Le docteur Denis Mukwege reçu au Vatican par le Pape François
Olivier Bonnel - Cité du Vatican
Après avoir passé plusieurs jours en Italie pour présenter son travail et sa fondation, le docteur Denis Mukwege a fait escale au Vatican ce vendredi matin 9 décembre. Le célèbre chirugien et gynécologue congolais, natif de Bukavu avait déjà salué le Pape François en 2019 à l'issue d'une audience générale. Il a été reçu cette fois-ci en audience privée par le Pape François au palais apostolique. Une rencontre au cours de laquelle le lauréat du Prix Nobel de la Paix 2018 et l'évêque de Rome ont pu aborder le conflit dans l'Est de la République Démocratique du Congo ainsi que le prochain voyage apostolique de François à Kinshasa.
A l'issue de cet entretien, le directeur de l’hôpital de Panzi est revenu sur cette rencontre et sur l'avenir de son travail auprès des victimes du conflit qui déchire l'Est de la RDC:
Cette visite a été pour moi une grâce particulière, un honneur d'avoir rencontré un homme de foi, un homme de paix, une personne qui œuvre pour la paix, la justice et l'inclusion à travers le monde et dans le contexte particulier aujourd'hui avec des crises multiples. Sa visite en République Démocratique du Congo est donc un signal fort. Cette visite, en fait, montre tout simplement pour les Congolais l'espoir et la solidarité que le Pape témoigne pour notre peuple, pour un peuple meurtri depuis plus de 25 ans.
Je crois que ce que nous attendons, c'est que sa présence puisse contribuer à tout simplement une prise de conscience de l'opinion mondiale sur le drame que vivent les Congolais aujourd'hui. Nous espérons aussi que par ses prières, sa voix qui porte, qu'il puisse aider à mettre fin à cette tragédie, dont on parle hélas très peu ici en Europe.

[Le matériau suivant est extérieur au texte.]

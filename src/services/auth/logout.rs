use actix_web::{HttpRequest, HttpResponse, Result as ActixResult};

use crate::middlewares::require_jwt::user_cache_key;
use crate::models::ApiResponse;
use crate::utils::jwt::JwtUtils;

use super::AuthService;

/// 处理用户登出
/// 清除两个令牌 cookie（max_age=0），并丢弃该令牌对应的用户缓存
pub async fn handle_logout(
    service: &AuthService,
    request: &HttpRequest,
) -> ActixResult<HttpResponse> {
    if let Some(token) = JwtUtils::extract_access_token(request)
        && let Some(cache) = service.get_cache(request)
    {
        cache.remove(&user_cache_key(&token)).await;
    }

    Ok(HttpResponse::Ok()
        .cookie(JwtUtils::create_empty_access_token_cookie())
        .cookie(JwtUtils::create_empty_refresh_token_cookie())
        .json(ApiResponse::<()>::success_empty("登出成功")))
}
//! 直播报名实体

use sea_orm::entity::prelude::*;

#[derive(Clone, Debug, PartialEq, DeriveEntityModel)]
#[sea_orm(table_name = "live_session_attendees")]
pub struct Model {
    #[sea_orm(primary_key)]
    pub id: i64,
    pub session_id: i64,
    pub user_id: i64,
    pub registered_at: i64,
}

#[derive(Copy, Clone, Debug, EnumIter, DeriveRelation)]
pub enum Relation {
    #[sea_orm(
        belongs_to = "super::live_sessions::Entity",
        from = "Column::SessionId",
        to = "super::live_sessions::Column::Id"
    )]
    Session,
    #[sea_orm(
        belongs_to = "super::users::Entity",
        from = "Column::UserId",
        to = "super::users::Column::Id"
    )]
    User,
}

impl Related<super::live_sessions::Entity> for Entity {
    fn to() -> RelationDef {
        Relation::Session.def()
    }
}

impl Related<super::users::Entity> for Entity {
    fn to() -> RelationDef {
        Relation::User.def()
    }
}

impl ActiveModelBehavior for ActiveModel {}

impl Model {
    pub fn into_attendee(self) -> crate::models::live_sessions::entities::LiveSessionAttendee {
        crate::models::live_sessions::entities::LiveSessionAttendee {
            id: self.id,
            session_id: self.session_id,
            user_id: self.user_id,
            registered_at: super::from_timestamp(self.registered_at),
        }
    }
}
use crate::cache::ObjectCache;
use crate::errors::Result;
use once_cell::sync::Lazy;
use std::{
    collections::HashMap,
    future::Future,
    pin::Pin,
    sync::{Arc, RwLock},
};

pub type BoxedObjectCacheFuture =
    Pin<Box<dyn Future<Output = Result<Box<dyn ObjectCache>>> + Send>>;
pub type ObjectCacheConstructor = Arc<dyn Fn() -> BoxedObjectCacheFuture + Send + Sync>;

static OBJECT_CACHE_REGISTRY: Lazy<RwLock<HashMap<String, ObjectCacheConstructor>>> =
    Lazy::new(|| RwLock::new(HashMap::new()));

pub fn register_object_cache_plugin<S: Into<String>>(name: S, constructor: ObjectCacheConstructor) {
    let name = name.into();
    let mut registry = OBJECT_CACHE_REGISTRY
        .write()
        .expect("Cache registry lock poisoned");
    registry.insert(name, constructor);
}

pub fn get_object_cache_plugin(name: &str) -> Option<ObjectCacheConstructor> {
    OBJECT_CACHE_REGISTRY
        .read()
        .expect("Cache registry lock poisoned")
        .get(name)
        .cloned()
}

/// 已注册的插件名（排序后），用于启动日志
pub fn registered_object_cache_plugins() -> Vec<String> {
    let mut names: Vec<String> = OBJECT_CACHE_REGISTRY
        .read()
        .expect("Cache registry lock poisoned")
        .keys()
        .cloned()
        .collect();
    names.sort();
    names
}

#[cfg(test)]
mod tests {
    use super::*;

    #[test]
    fn test_builtin_plugins_registered() {
        crate::cache::register_builtin_plugins();
        let names = registered_object_cache_plugins();
        assert!(names.contains(&"moka".to_string()));
        assert!(names.contains(&"redis".to_string()));
        assert!(get_object_cache_plugin("memcached").is_none());
    }
}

Est-ce que le Saint-Siège et la diplomatie pontificale, mais aussi plus largement les religions, peuvent faire quelque chose pour justement contribuer au retour de la paix dans la région ?
L’Église a un rôle très important et je crois que la parole prophétique de l'Église peut faire une très grande différence. Une Église qui se tait quand l'homme souffre, c’est une Église qui n'est plus à sa place. Et je pense que le rôle le plus important de l'Église, c'est donc souffrir avec le peuple qui souffre. Je pense que la visite du Pape s'inscrit dans cette logique d'aller souffrir avec le peuple congolais qui souffre. Et donc c'est tout à fait la voix prophétique de l'Église qui peut faire une très grande différence.
Un mot sur les femmes, professeur Mukwege, vous vous occupez beaucoup d'elles, via votre hôpital. Où en est la situation aujourd'hui des femmes congolaises dans ce terrible conflit? Je crois que vous avez l'intention de développer encore vos activités au-delà de Panzi…
En effet, aujourd'hui, nous sommes en train de soigner la troisième génération et c'est ça qui nous fait le plus mal. C'est pour cela que nous demandons à la presse internationale de pouvoir parler de cette question, puisque le nombre des femmes violées, ce n'est plus le nombre qui compte, mais c'est la façon de faire. Détruire les enfants, détruire les bébés, détruire les femmes devant leur famille, leur communauté, c'est détruire tout simplement toute une communauté. Je pense qu'aujourd'hui, Panzi essaie de travailler pour que nos activités aillent plus loin dans la prise en charge.
On essaye de rapprocher nos services de soins des malades. Nous sommes en train de multiplier les centres de prise en charge qu'on appelle des centres "one stop center", où on fait la prise en charge holistique, c'est à dire sur le plan médico-chirurgical, psychosocial, mais aussi socio-économique et légal.